Terry Foreman • Link
son of a sow or sow-gelder
. A pej. for a man, a fellow: coll. verging on S.E.: C.17–mid-19. Chapman has sow-gelder.
http://www.bookrags.com/tandf/son…
Slightly condescending, methinks.
Terry Foreman • Link
However
SOW-GELDER
One whose business it is to geld or spay sows.
c1515 Cocke Lorell's B. 4 Here is gylys Iogeler of ayebery, And hym sougelder of lothe bery. 1530 ALSGR. 273/1 Sowe geldre, chastrevx detrvyes. 1596 NASHE Saffron Walden Wks. (Grosart) III. 169 Vpon euerie stage hee hath beene brought for a Sicophant and a Sow-gelder. c1614 FLETCHER, etc. Wit at Sev. Weapons IV. ii, Why thou sawcy issue of some travelling Sow-gelder, What makes love in thy mouth? 1654 WHITLOCK Zootomia 131 They never use any of this stuff to their Sow-gelder, or Farrier. a1722 LISLE Husb. (1757) 407 A sow-gelder that had cut for me, cut four pigs for a neighbouring farmer. 1749 FIELDING Tom Jones IV. viii, Old Echepole, the sowgelder. 1820 SHELLEY d. Tyr. I. 70 Call in..Moses the sow-gelder. 1857 BORROW Romany Rye xvii, Two respectable-looking individuals, whether farmers or sow-gelders, I know not.
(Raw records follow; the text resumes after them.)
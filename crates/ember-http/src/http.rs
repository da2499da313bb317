//! The HTTP engine: one instance per backend, driving a connection
//! from accept to close — parse, vhost and alias resolution, index
//! pages, the broker, error pages and the access log.

use std::cell::RefCell;
use std::os::unix::io::RawFd;
use std::rc::Rc;
use std::time::SystemTime;

use nix::sys::socket::{SockaddrLike, SockaddrStorage, getpeername, getsockname};
use tracing::warn;

use ember_core::config::Config;
use ember_core::ppc::PpcChannel;
use ember_io::{Stream, TlsSession};

use crate::access::access_log;
use crate::broker::{Broker, SupMatch};
use crate::dynpage::DynRoutes;
use crate::embfs::EmbFs;
use crate::error::HttpError;
use crate::request::{Method, Request};
use crate::response::Response;
use crate::session::{SessionOpts, WorkerLink};
use crate::status;
use crate::sup_cgi::SupCgi;
use crate::sup_dyn::SupDyn;
use crate::sup_emb::SupEmb;
use crate::uri;
use crate::vhost::{Vhost, VhostList};

/// The TLS side of an `https` backend; binding a real TLS library is
/// someone else's job, the engine only needs accepted sessions.
pub trait TlsProvider {
    fn accept(&self, fd: RawFd) -> std::io::Result<Box<dyn TlsSession>>;
}

/// Identity of the process serving requests: set after fork, carried
/// into sessions and the access log so shared state goes through the
/// parent.
#[derive(Clone, Default)]
pub struct WorkerCtx {
    pub link: Option<Rc<RefCell<PpcChannel>>>,
    pub backend_id: i32,
    pub prefork: bool,
}

impl WorkerCtx {
    /// Put a line on the server log. Workers hand it to the parent,
    /// which owns the log sinks; without a parent link the line goes to
    /// the local diagnostic log.
    pub fn log(&self, level: ember_core::klog::Level, line: &str) {
        match &self.link {
            Some(link) => {
                let msg = ember_core::ppc::PpcMessage::LogAdd {
                    bid: self.backend_id,
                    level: level.as_u8(),
                    line: line.to_owned(),
                };
                if let Err(e) = link.borrow_mut().send(&msg) {
                    warn!("cannot reach the parent log: {e}");
                }
            }
            None => warn!(target: "server_log", "{line}"),
        }
    }

    /// Fetch the nth most recent memory-log line through the parent
    /// (synchronous round-trip); `None` past the end.
    pub fn log_line(&self, index: usize) -> Option<String> {
        let link = self.link.as_ref()?;
        let reply = link
            .borrow_mut()
            .call(&ember_core::ppc::PpcMessage::LogGet {
                bid: self.backend_id,
                index: index as i64,
            })
            .ok()?;
        match reply {
            ember_core::ppc::PpcMessage::LogGetReply { index, line } if index >= 0 => Some(line),
            _ => None,
        }
    }
}

static DEFAULT_INDEXES: &[&str] = &[
    "/index.kl1",
    "/index.html",
    "/index.htm",
    "/index.klx",
    "/index.klone",
    "/index.klc",
];

pub struct HttpEngine {
    config: Config,
    vhosts: Rc<VhostList>,
    broker: Broker,
    sess_opts: Rc<SessionOpts>,
    ctx: RefCell<WorkerCtx>,
    tls: Option<Box<dyn TlsProvider>>,
}

impl HttpEngine {
    /// Build an engine from a backend config subtree and the embedded
    /// resources. Passing a TLS provider makes it an `https` engine.
    pub fn new(
        config: Config,
        embfs: Rc<EmbFs>,
        routes: Rc<DynRoutes>,
        tls: Option<Box<dyn TlsProvider>>,
    ) -> Result<HttpEngine, HttpError> {
        let vhosts = Rc::new(VhostList::from_config(&config)?);
        let sess_opts = Rc::new(SessionOpts::from_config(config.child("session"))?);

        let broker = Broker::new(vec![
            Box::new(SupEmb::new(
                Rc::clone(&embfs),
                Rc::clone(&sess_opts),
                Rc::clone(&vhosts),
            )),
            Box::new(SupDyn::new(routes, Rc::clone(&sess_opts))),
            Box::new(SupCgi::new(Rc::clone(&vhosts))),
        ]);

        Ok(HttpEngine {
            config,
            vhosts,
            broker,
            sess_opts,
            ctx: RefCell::new(WorkerCtx::default()),
            tls,
        })
    }

    pub fn config(&self) -> &Config {
        &self.config
    }

    pub fn vhosts(&self) -> &Rc<VhostList> {
        &self.vhosts
    }

    pub fn session_opts(&self) -> &Rc<SessionOpts> {
        &self.sess_opts
    }

    pub fn is_secure(&self) -> bool {
        self.tls.is_some()
    }

    /// Called in the child right after fork, and in the parent at
    /// startup for iterative backends.
    pub fn set_worker_ctx(&self, ctx: WorkerCtx) {
        self.sess_opts.set_worker_link(WorkerLink {
            link: ctx.link.clone(),
            prefork: ctx.prefork,
        });
        *self.ctx.borrow_mut() = ctx;
    }

    pub fn worker_ctx(&self) -> WorkerCtx {
        self.ctx.borrow().clone()
    }

    /// Rewrite a URI through the vhost's `dir_alias` (and the CGI
    /// `script_alias`) tables; unmatched URIs get `dir_root` prepended.
    fn alias_resolv(&self, vhost: &Vhost, uri: &str) -> String {
        for n in 0.. {
            let Some(sub) = vhost.config.child_n(Some("dir_alias"), n) else { break };
            if let Some(dst) = sub.value().and_then(|v| try_resolv(v, uri)) {
                return dst;
            }
        }
        if let Some(cgi) = vhost.config.subkey("cgi") {
            for n in 0.. {
                let Some(sub) = cgi.child_n(Some("script_alias"), n) else { break };
                if let Some(dst) = sub.value().and_then(|v| try_resolv(v, uri)) {
                    return dst;
                }
            }
        }
        uri::join(&vhost.dir_root, uri)
    }

    /// Can some supplier serve this URI, as given or alias-resolved?
    pub fn validate_uri(&self, vhost: &Vhost, uri: &str) -> Option<SupMatch> {
        if let Some(m) = self.broker.is_valid_uri(Some(vhost), uri) {
            return Some(m);
        }
        let resolved = self.alias_resolv(vhost, uri);
        self.broker.is_valid_uri(Some(vhost), &resolved)
    }

    fn resolv_request(&self, rq: &mut Request, vhost: &Vhost) {
        if let Some(f) = rq.filename().map(str::to_owned) {
            rq.set_resolved_filename(&self.alias_resolv(vhost, &f));
        }
        if let Some(pi) = rq.path_info().map(str::to_owned) {
            rq.set_resolved_path_info(&self.alias_resolv(vhost, &pi));
        }
    }

    /// Probe one candidate index name under the resolved directory.
    fn is_valid_index(&self, rq: &Request, vhost: &Vhost, name: &str) -> Option<SupMatch> {
        let dir = rq.resolved_filename()?;
        let candidate = uri::join(dir, name);
        self.broker.is_valid_uri(Some(vhost), &candidate)
    }

    /// Turn a directory request into its index page: the configured
    /// `index` list first, then the built-in names.
    fn set_index_request(&self, rq: &mut Request, vhost: &Vhost) -> bool {
        let configured: Vec<String> = vhost
            .index
            .as_deref()
            .map(|s| s.split_ascii_whitespace().map(str::to_owned).collect())
            .unwrap_or_default();

        let found = configured
            .iter()
            .map(String::as_str)
            .find_map(|n| self.is_valid_index(rq, vhost, n).map(|m| (n.to_owned(), m)))
            .or_else(|| {
                DEFAULT_INDEXES
                    .iter()
                    .find_map(|n| self.is_valid_index(rq, vhost, n).map(|m| (n.to_string(), m)))
            });

        match found {
            Some((name, m)) => {
                let base = rq.filename().unwrap_or("").to_owned();
                rq.set_filename(&uri::join(&base, &name));
                rq.set_sup_info(Some(m));
                self.resolv_request(rq, vhost);
                true
            }
            None => false,
        }
    }

    fn pick_vhost(&self, rq: &Request) -> Rc<Vhost> {
        if let Some(host) = rq.field_value("Host") {
            let host = host.rsplit_once(':').map(|(h, _)| h).unwrap_or(host);
            if let Some(vh) = self.vhosts.get(host) {
                return vh;
            }
        }
        self.vhosts.get_n(0).expect("vhost list cannot be empty")
    }

    /// Serve one accepted connection (or one CGI invocation when fd 0
    /// comes from a web server gateway).
    pub fn serve(&self, fd: RawFd) -> Result<(), HttpError> {
        let cgi = fd == 0 && std::env::var("GATEWAY_INTERFACE").is_ok();

        let mut rq = Request::new();
        rq.set_cgi(cgi);
        self.set_request_addrs(&mut rq, fd, cgi);

        let input = match (&self.tls, cgi) {
            (Some(tls), false) => Stream::from_tls(tls.accept(fd)?),
            _ => Stream::from_fd(fd, true),
        };
        input.set_name("client connection");
        rq.bind(input);

        let default_vh = self.vhosts.get_n(0).expect("vhost list cannot be empty");
        rq.load_config(&default_vh.config);

        // CGI mode writes to our own stdout; otherwise the response
        // shares the connection stream
        let out = if cgi {
            Stream::from_fd(1, false)
        } else {
            rq.io().expect("request just bound")
        };
        let rs = Response::new(out, cgi);
        rs.set_method(Method::Get);
        rs.set_status(status::BAD_REQUEST);

        // parse under the default vhost; the real one is only known
        // once the Host header is in
        let parsed = {
            let vh = Rc::clone(&default_vh);
            let mut validator = |uri: &str| self.validate_uri(&vh, uri);
            rq.parse_header(Some(&mut validator))
        };
        if let Err(e) = parsed {
            self.worker_ctx().log(
                ember_core::klog::Level::Warning,
                &format!("bad request from {}: {e}", rq.peer_addr()),
            );
            self.print_error_page(&mut rq, &rs, e.status())?;
            return self.teardown(&rs);
        }

        rs.set_method(rq.method());
        let vhost = self.pick_vhost(&rq);
        rq.set_vhost(vhost.id);
        self.resolv_request(&mut rq, &vhost);

        // a directory URI is answered with its index page
        if rq.sup_info().is_none() && rq.filename().is_some_and(|f| f.ends_with('/')) {
            self.set_index_request(&mut rq, &vhost);
        }

        rs.set_field("Server", &vhost.server_sig);
        rs.set_date(SystemTime::now());
        rs.set_status(status::OK);

        let mut rc = self.broker.serve(Some(&vhost), &mut rq, &rs).err();

        // 404 on a slashless URI that holds an index page: redirect to
        // the directory form
        if rs.status() == status::NOT_FOUND && !uri_path(rq.uri()).ends_with('/') {
            if self.set_index_request(&mut rq, &vhost) {
                let mut nuri = format!("{}/", uri_path(rq.uri()));
                if let Some(q) = rq.query_string() {
                    nuri.push('?');
                    nuri.push_str(q);
                }
                rs.redirect(&nuri);
                rc = Some(status::MOVED_TEMPORARILY);
            }
        }

        if let Err(e) = access_log(&vhost, &self.worker_ctx(), &rq, &rs) {
            warn!("access log failed: {e}");
        }

        if let Some(st) = rc {
            self.print_error_page(&mut rq, &rs, st)?;
        }
        self.teardown(&rs)
    }

    fn teardown(&self, rs: &Response) -> Result<(), HttpError> {
        let io = rs.io();
        io.codecs_remove()?;
        io.flush()?;
        Ok(())
    }

    fn set_request_addrs(&self, rq: &mut Request, fd: RawFd, cgi: bool) {
        if cgi {
            if let Ok(a) = std::env::var("REMOTE_ADDR") {
                let p = std::env::var("REMOTE_PORT").unwrap_or_default();
                rq.set_peer_addr(&format!("{a}:{p}"));
            }
            if let Ok(a) = std::env::var("SERVER_ADDR") {
                let p = std::env::var("SERVER_PORT").unwrap_or_else(|_| "80".into());
                rq.set_local_addr(&format!("{a}:{p}"));
            }
            return;
        }
        if let Ok(ss) = getsockname::<SockaddrStorage>(fd) {
            rq.set_local_addr(&fmt_sockaddr(&ss));
        }
        if let Ok(ss) = getpeername::<SockaddrStorage>(fd) {
            rq.set_peer_addr(&fmt_sockaddr(&ss));
        }
    }

    /// Emit an error (or redirect) page: the configured `error.<code>`
    /// URI when it resolves, a minimal built-in page otherwise.
    pub fn print_error_page(
        &self,
        rq: &mut Request,
        rs: &Response,
        code: u16,
    ) -> Result<(), HttpError> {
        let vhost = self.pick_vhost(rq);

        // redirects keep their Location, everything else starts clean
        if code != status::MOVED_TEMPORARILY {
            rs.body().borrow_mut().header_mut().clear();
        }
        rs.set_field("Server", &vhost.server_sig);
        rs.set_date(SystemTime::now());
        rs.disable_caching();

        if let Some(err_page) = vhost.config.subkey_value(&format!("error.{code}")) {
            let err_page = err_page.to_owned();
            if rq.set_uri(&err_page, None).is_ok() {
                self.resolv_request(rq, &vhost);
                let plain = uri_path(&err_page).to_owned();
                if let Some(m) = self.validate_uri(&vhost, &plain) {
                    rq.set_sup_info(Some(m));
                    rs.set_status(code);
                    if self.broker.serve(Some(&vhost), rq, rs).is_ok() {
                        return Ok(());
                    }
                }
                warn!(code, page = %err_page, "error handler page not found");
            }
        }

        rs.set_status(code);
        rs.print_header()?;
        if rq.method() == Method::Head {
            return Ok(());
        }

        let io = rs.io();
        let body = format!(
            "<!DOCTYPE HTML PUBLIC \"-//IETF//DTD HTML 2.0//EN\">\
             <html><head><title>{code} {desc}</title></head>\n\
             <body><h1>{desc}</h1><p>URL: {url}</p><hr>\
             <address>{sig} embedded web server</address></body></html>",
            desc = status::desc(code),
            url = ember_core::encoding::html_encode(rq.uri()),
            sig = vhost.server_sig,
        );
        io.write(body.as_bytes())?;
        Ok(())
    }
}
b. In references to the horn blown by the gelder to announce his arrival at a place.
1604 MIDDLETON Father Hubburd's T. Wks. (Bullen) VIII. 73 Winding his pipe like a horn..which must needs make him look like a sow-gelder. 1621 BURTON
Anat. Mel. III. ii. III. iii. (1651) 472 There needs no more..but a cryer to go before them..or for defect a Sowgelder to blow. 1673 [R. LEIGH] Transp. Reh. 135 You are disturb'd with the tooting of a sow-gelders horn. 1711 ADDISON Spect. No. 251 4 The Sowgelder's Horn has indeed something musical in it, but this is seldom heard within the Liberties.
Hence sow-geldering vbl. n.
1664 BUTLER Hud. II. i. 718 Semiramis..Who..laid foundation Of Sow-geldering operation.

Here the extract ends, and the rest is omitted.